Dans la poignée de vidéos ayant fini par
émerger, on voit les tirs sur des jeunes sans défense, la violence des
tabassages. L’un a la jambe sectionnée au niveau du tibia, d’autres
s’écroulent. Il y aura des viols de jeunes femmes, des noyés, repêchés dans le
Nil. On comptera plus de 150 victimes.
Ce déchaînement colle à la personne d’un
homme qui a fondé toute sa carrière, a bâti toute son ascension, en alchimiste
de cette violence-là : le général Mohammed Hamdane Daglo
« Hemetti », chef des RSF, numéro deux de la junte, le Comité
militaire de transition (TMC). Il avait essayé, pendant une parenthèse récente,
de faire oublier cet ADN. C’est raté.
Le 3 juin fut peut-être son massacre
de trop.
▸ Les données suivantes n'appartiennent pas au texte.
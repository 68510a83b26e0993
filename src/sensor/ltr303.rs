//! LTR-303ALS ambient light sensor driver.
//!
//! Register map (subset used here):
//! ```text
//! 0x80 ALS_CONTR      [4:2] gain, [1] SW reset, [0] active mode
//! 0x85 ALS_MEAS_RATE  [5:3] integration time, [2:0] repeat rate
//! 0x86 PART_ID        0xA0
//! 0x87 MANUFAC_ID     0x05
//! 0x88 ALS_DATA_CH1_0 CH1 lo, CH1 hi, CH0 lo, CH0 hi (burst read)
//! 0x8C ALS_STATUS     [7] data invalid, [2] new data
//! ```
//!
//! CH0 sees visible + IR, CH1 mostly IR.  Lux uses the ratio formula
//! from the LTR-303 appendix.

use crate::error::{Error, Result};
use crate::io::LightSource;
use embedded_hal::delay::DelayNs;
use embedded_hal::i2c::I2c;

/// Fixed 7-bit I²C address.
pub const LTR303_ADDR: u8 = 0x29;

const REG_ALS_CONTR: u8 = 0x80;
const REG_ALS_MEAS_RATE: u8 = 0x85;
const REG_PART_ID: u8 = 0x86;
const REG_MANUFAC_ID: u8 = 0x87;
const REG_ALS_DATA_CH1_0: u8 = 0x88;
const REG_ALS_STATUS: u8 = 0x8C;

const PART_ID: u8 = 0xA0;
const MANUFAC_ID: u8 = 0x05;

const CONTR_ACTIVE: u8 = 0x01;
const CONTR_SW_RESET: u8 = 0x02;
const STATUS_NEW_DATA: u8 = 0x04;
const STATUS_INVALID: u8 = 0x80;

/// Time the part needs after a soft reset (ms).
const RESET_DELAY_MS: u32 = 10;

/// ALS analog gain.
#[derive(Clone, Copy, Debug, Default, PartialEq, Eq)]
#[cfg_attr(feature = "defmt", derive(defmt::Format))]
pub enum Gain {
    /// 1 lux .. 64k lux.
    #[default]
    X1,
    X2,
    X4,
    X8,
    X48,
    /// 0.01 lux .. 600 lux.
    X96,
}

impl Gain {
    const fn bits(self) -> u8 {
        match self {
            Gain::X1 => 0b000,
            Gain::X2 => 0b001,
            Gain::X4 => 0b010,
            Gain::X8 => 0b011,
            Gain::X48 => 0b110,
            Gain::X96 => 0b111,
        }
    }

    pub const fn factor(self) -> f32 {
        match self {
            Gain::X1 => 1.0,
            Gain::X2 => 2.0,
            Gain::X4 => 4.0,
            Gain::X8 => 8.0,
            Gain::X48 => 48.0,
            Gain::X96 => 96.0,
        }
    }
}

/// ALS integration time.
#[derive(Clone, Copy, Debug, Default, PartialEq, Eq)]
#[cfg_attr(feature = "defmt", derive(defmt::Format))]
pub enum IntegrationTime {
    Ms50,
    #[default]
    Ms100,
    Ms150,
    Ms200,
    Ms250,
    Ms300,
    Ms350,
    Ms400,
}

impl IntegrationTime {
    const fn bits(self) -> u8 {
        match self {
            IntegrationTime::Ms100 => 0b000,
            IntegrationTime::Ms50 => 0b001,
            IntegrationTime::Ms200 => 0b010,
            IntegrationTime::Ms400 => 0b011,
            IntegrationTime::Ms150 => 0b100,
            IntegrationTime::Ms250 => 0b101,
            IntegrationTime::Ms300 => 0b110,
            IntegrationTime::Ms350 => 0b111,
        }
    }

    pub const fn millis(self) -> u32 {
        match self {
            IntegrationTime::Ms50 => 50,
            IntegrationTime::Ms100 => 100,
            IntegrationTime::Ms150 => 150,
            IntegrationTime::Ms200 => 200,
            IntegrationTime::Ms250 => 250,
            IntegrationTime::Ms300 => 300,
            IntegrationTime::Ms350 => 350,
            IntegrationTime::Ms400 => 400,
        }
    }

    /// Integration factor of the lux formula (100 ms = 1.0).
    pub fn factor(self) -> f32 {
        self.millis() as f32 / 100.0
    }
}

/// How often the part starts a new conversion.  Must not be shorter than
/// the integration time.
#[derive(Clone, Copy, Debug, Default, PartialEq, Eq)]
#[cfg_attr(feature = "defmt", derive(defmt::Format))]
pub enum MeasurementRate {
    Ms50,
    Ms100,
    Ms200,
    #[default]
    Ms500,
    Ms1000,
    Ms2000,
}

impl MeasurementRate {
    const fn bits(self) -> u8 {
        match self {
            MeasurementRate::Ms50 => 0b000,
            MeasurementRate::Ms100 => 0b001,
            MeasurementRate::Ms200 => 0b010,
            MeasurementRate::Ms500 => 0b011,
            MeasurementRate::Ms1000 => 0b100,
            MeasurementRate::Ms2000 => 0b101,
        }
    }
}

/// Sensor configuration.
#[derive(Clone, Copy, Debug, Default, PartialEq, Eq)]
#[cfg_attr(feature = "defmt", derive(defmt::Format))]
pub struct Ltr303Config {
    pub gain: Gain,
    pub integration: IntegrationTime,
    pub rate: MeasurementRate,
}

impl Ltr303Config {
    /// Settings the meter runs with: widest range, fastest refresh.
    pub const METER: Self = Self {
        gain: Gain::X1,
        integration: IntegrationTime::Ms50,
        rate: MeasurementRate::Ms50,
    };
}

/// Raw channel counts of one conversion.
#[derive(Clone, Copy, Debug, PartialEq, Eq)]
#[cfg_attr(feature = "defmt", derive(defmt::Format))]
pub struct Channels {
    /// Visible + IR.
    pub ch0: u16,
    /// IR.
    pub ch1: u16,
}

/// Convert channel counts to lux.
///
/// The CH1/(CH0+CH1) ratio selects the coefficient pair; above 0.85 the
/// light is almost pure IR and reads as 0 lux.
pub fn lux(channels: Channels, gain: Gain, integration: IntegrationTime) -> f32 {
    let ch0 = channels.ch0 as f32;
    let ch1 = channels.ch1 as f32;
    let total = ch0 + ch1;
    if total == 0.0 {
        return 0.0;
    }

    let ratio = ch1 / total;
    let raw = if ratio < 0.45 {
        1.7743 * ch0 + 1.1059 * ch1
    } else if ratio < 0.64 {
        4.2785 * ch0 - 1.9548 * ch1
    } else if ratio < 0.85 {
        0.5926 * ch0 + 0.1185 * ch1
    } else {
        0.0
    };

    (raw / gain.factor() / integration.factor()).max(0.0)
}

/// LTR-303 on an `embedded-hal` I²C bus.
pub struct Ltr303<I2C> {
    i2c: I2C,
    config: Ltr303Config,
}

impl<I2C: I2c> Ltr303<I2C> {
    pub fn new(i2c: I2C, config: Ltr303Config) -> Self {
        Self { i2c, config }
    }

    /// Reset and start the sensor, then check that it is an LTR-303.
    ///
    /// Returns [`Error::SensorNotFound`] if the part id or manufacturer id
    /// read back after the reset does not match.
    pub fn begin(&mut self, delay: &mut impl DelayNs) -> Result<()> {
        self.write_reg(REG_ALS_CONTR, CONTR_SW_RESET)?;
        delay.delay_ms(RESET_DELAY_MS);
        self.apply_config()?;

        let part = self.read_reg(REG_PART_ID)?;
        let manufacturer = self.read_reg(REG_MANUFAC_ID)?;
        if part != PART_ID || manufacturer != MANUFAC_ID {
            return Err(Error::SensorNotFound);
        }
        Ok(())
    }

    /// Change gain / timing at runtime.
    pub fn set_config(&mut self, config: Ltr303Config) -> Result<()> {
        self.config = config;
        self.apply_config()
    }

    pub fn config(&self) -> &Ltr303Config {
        &self.config
    }

    fn apply_config(&mut self) -> Result<()> {
        let meas = (self.config.integration.bits() << 3) | self.config.rate.bits();
        self.write_reg(REG_ALS_MEAS_RATE, meas)?;
        let contr = (self.config.gain.bits() << 2) | CONTR_ACTIVE;
        self.write_reg(REG_ALS_CONTR, contr)
    }

    /// `true` once a conversion finished since the last data read.
    pub fn new_data_available(&mut self) -> Result<bool> {
        let status = self.read_reg(REG_ALS_STATUS)?;
        Ok(status & STATUS_NEW_DATA != 0 && status & STATUS_INVALID == 0)
    }

    /// Burst-read both channels (CH1 first, as the datasheet requires).
    pub fn read_channels(&mut self) -> Result<Channels> {
        let mut buf = [0u8; 4];
        self.i2c
            .write_read(LTR303_ADDR, &[REG_ALS_DATA_CH1_0], &mut buf)
            .map_err(|_| Error::SensorBus)?;
        Ok(Channels {
            ch1: u16::from_le_bytes([buf[0], buf[1]]),
            ch0: u16::from_le_bytes([buf[2], buf[3]]),
        })
    }

    /// Lux of the newest conversion, `Ok(None)` if nothing new is ready.
    pub fn poll_lux(&mut self) -> Result<Option<f32>> {
        if !self.new_data_available()? {
            return Ok(None);
        }
        let channels = self.read_channels()?;
        Ok(Some(lux(
            channels,
            self.config.gain,
            self.config.integration,
        )))
    }

    /// Give the bus back.
    pub fn release(self) -> I2C {
        self.i2c
    }

    fn read_reg(&mut self, reg: u8) -> Result<u8> {
        let mut buf = [0u8; 1];
        self.i2c
            .write_read(LTR303_ADDR, &[reg], &mut buf)
            .map_err(|_| Error::SensorBus)?;
        Ok(buf[0])
    }

    fn write_reg(&mut self, reg: u8, value: u8) -> Result<()> {
        self.i2c
            .write(LTR303_ADDR, &[reg, value])
            .map_err(|_| Error::SensorBus)
    }
}

impl<I2C: I2c> LightSource for Ltr303<I2C> {
    /// Bus errors are treated like "no sample": the meter keeps its last EV.
    fn read_light(&mut self) -> Option<f32> {
        self.poll_lux().ok().flatten()
    }
}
Certes il y en avait eu tant, auparavant, de plus graves, de plus
lourds, mais si lointains. Les méthodes des RSF se sont forgées au Darfour, au
Kordofan, ou sur les frontières, sans témoins extérieurs. Désormais,
« Hemetti » (« qu’il nous protège ») ne voulait plus être
boucher, mais faiseur de roi, puis roi tout court, sans nul doute.
Un
regard de loup
Il avait 30 000 hommes sur des
pick-up, assez armés pour la guerre. Ce ne pouvait être assez. Il fallait
ruser, séduire. Se grandir. Lorsqu’il a fait entrer une partie de cette légion
sur ses véhicules hérissés de canons dans la capitale soudanaise, c’est comme
si un chef vandale venait d’entrer dans Rome.